写作这些Notes的初衷,是希望能找到一个相对高效和稳定的方法,来对一个方向建立起基本的知识体系。也希望这个方法能推广应用到我对于其他的方向的学习上。
从零基础入门Detection,到现在完成这些工作,大概花了3个月的时间。
一方面,我觉得达到这样的程度,耗费的时间还是有点长的,不过这算是人生的第一次,也情有可原。吸取经验和教训就好了!

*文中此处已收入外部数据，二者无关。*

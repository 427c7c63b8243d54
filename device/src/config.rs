//! Per-device configuration supplied by the external configuration store.

use crate::domain::unit::Unit;
use core::fmt::{Display, Formatter};
use serde::{Deserialize, Serialize};

pub const MAX_IDENTITY_LEN: usize = 32;

/// Identity of one configured device, unique across the process.
pub type Identity = heapless::String<MAX_IDENTITY_LEN>;

#[derive(Debug, Copy, Clone, PartialEq, Eq)]
#[cfg_attr(feature = "defmt", derive(defmt::Format))]
pub enum ConfigError {
    EmptyIdentity,
    IdentityTooLong,
    UnsupportedResolution(u8),
    UnsupportedUnit(Unit),
}

impl Display for ConfigError {
    fn fmt(&self, f: &mut Formatter<'_>) -> core::fmt::Result {
        match self {
            Self::EmptyIdentity => write!(f, "device identity is empty"),
            Self::IdentityTooLong => write!(
                f,
                "device identity is longer than {} bytes",
                MAX_IDENTITY_LEN
            ),
            Self::UnsupportedResolution(bits) => write!(f, "unsupported resolution: {} bits", bits),
            Self::UnsupportedUnit(unit) => write!(f, "unsupported target unit: {}", unit),
        }
    }
}

/// Sensor model tag used to pick the driver variant.
#[derive(Debug, Copy, Clone, PartialEq, Eq, Serialize, Deserialize)]
#[cfg_attr(feature = "defmt", derive(defmt::Format))]
#[serde(rename_all = "snake_case")]
pub enum SensorModel {
    /// TI HDC1000 humidity and temperature sensor.
    Hdc1000,
    /// ST HTS221 humidity and temperature sensor.
    Hts221,
}

impl SensorModel {
    pub const fn default_address(&self) -> u8 {
        match self {
            Self::Hdc1000 => crate::drivers::sensors::hdc1000::ADDR,
            Self::Hts221 => crate::drivers::sensors::hts221::ADDR,
        }
    }
}

#[derive(Debug, Copy, Clone, PartialEq, Eq, Serialize, Deserialize)]
#[cfg_attr(feature = "defmt", derive(defmt::Format))]
#[serde(try_from = "u8", into = "u8")]
pub enum TemperatureResolution {
    Bits11,
    Bits14,
}

impl TryFrom<u8> for TemperatureResolution {
    type Error = ConfigError;

    fn try_from(bits: u8) -> Result<Self, Self::Error> {
        match bits {
            11 => Ok(Self::Bits11),
            14 => Ok(Self::Bits14),
            _ => Err(ConfigError::UnsupportedResolution(bits)),
        }
    }
}

impl From<TemperatureResolution> for u8 {
    fn from(resolution: TemperatureResolution) -> Self {
        match resolution {
            TemperatureResolution::Bits11 => 11,
            TemperatureResolution::Bits14 => 14,
        }
    }
}

#[derive(Debug, Copy, Clone, PartialEq, Eq, Serialize, Deserialize)]
#[cfg_attr(feature = "defmt", derive(defmt::Format))]
#[serde(try_from = "u8", into = "u8")]
pub enum HumidityResolution {
    Bits8,
    Bits11,
    Bits14,
}

impl TryFrom<u8> for HumidityResolution {
    type Error = ConfigError;

    fn try_from(bits: u8) -> Result<Self, Self::Error> {
        match bits {
            8 => Ok(Self::Bits8),
            11 => Ok(Self::Bits11),
            14 => Ok(Self::Bits14),
            _ => Err(ConfigError::UnsupportedResolution(bits)),
        }
    }
}

impl From<HumidityResolution> for u8 {
    fn from(resolution: HumidityResolution) -> Self {
        match resolution {
            HumidityResolution::Bits8 => 8,
            HumidityResolution::Bits11 => 11,
            HumidityResolution::Bits14 => 14,
        }
    }
}

/// Immutable for the lifetime of a driver instance.
#[derive(Debug, Clone, PartialEq, Serialize, Deserialize)]
pub struct DeviceConfig {
    pub identity: Identity,
    pub model: SensorModel,
    pub bus_id: u8,
    pub bus_address: u8,
    pub resolution_primary: TemperatureResolution,
    pub resolution_secondary: HumidityResolution,
    pub target_unit: Unit,
}

impl DeviceConfig {
    /// Configuration on bus 1 at the model's default address, full
    /// resolution, reporting in Celsius.
    pub fn new(identity: &str, model: SensorModel) -> Result<Self, ConfigError> {
        if identity.is_empty() {
            return Err(ConfigError::EmptyIdentity);
        }
        let identity = Identity::try_from(identity).map_err(|_| ConfigError::IdentityTooLong)?;
        Ok(Self {
            identity,
            model,
            bus_id: 1,
            bus_address: model.default_address(),
            resolution_primary: TemperatureResolution::Bits14,
            resolution_secondary: HumidityResolution::Bits14,
            target_unit: Unit::Celsius,
        })
    }

    pub fn bus(mut self, bus_id: u8, bus_address: u8) -> Self {
        self.bus_id = bus_id;
        self.bus_address = bus_address;
        self
    }

    pub fn resolution(
        mut self,
        primary: TemperatureResolution,
        secondary: HumidityResolution,
    ) -> Self {
        self.resolution_primary = primary;
        self.resolution_secondary = secondary;
        self
    }

    pub fn target_unit(mut self, unit: Unit) -> Self {
        self.target_unit = unit;
        self
    }

    pub fn validate(&self) -> Result<(), ConfigError> {
        if self.identity.is_empty() {
            return Err(ConfigError::EmptyIdentity);
        }
        if !self.target_unit.is_temperature() {
            return Err(ConfigError::UnsupportedUnit(self.target_unit));
        }
        Ok(())
    }
}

另一方面,经过对这些论文的精读,我能明显感觉到自己知识的深度和广度有了很大的提升,成长还是很明显的(当然还是很菜)。
总结一下,我认为自己在这个过程中有这些收货:
-
从结果上看,我基本上算是建立了对Detection方向的基本理解和感知,在Computer Vision上,算是扣好了第一颗扣子。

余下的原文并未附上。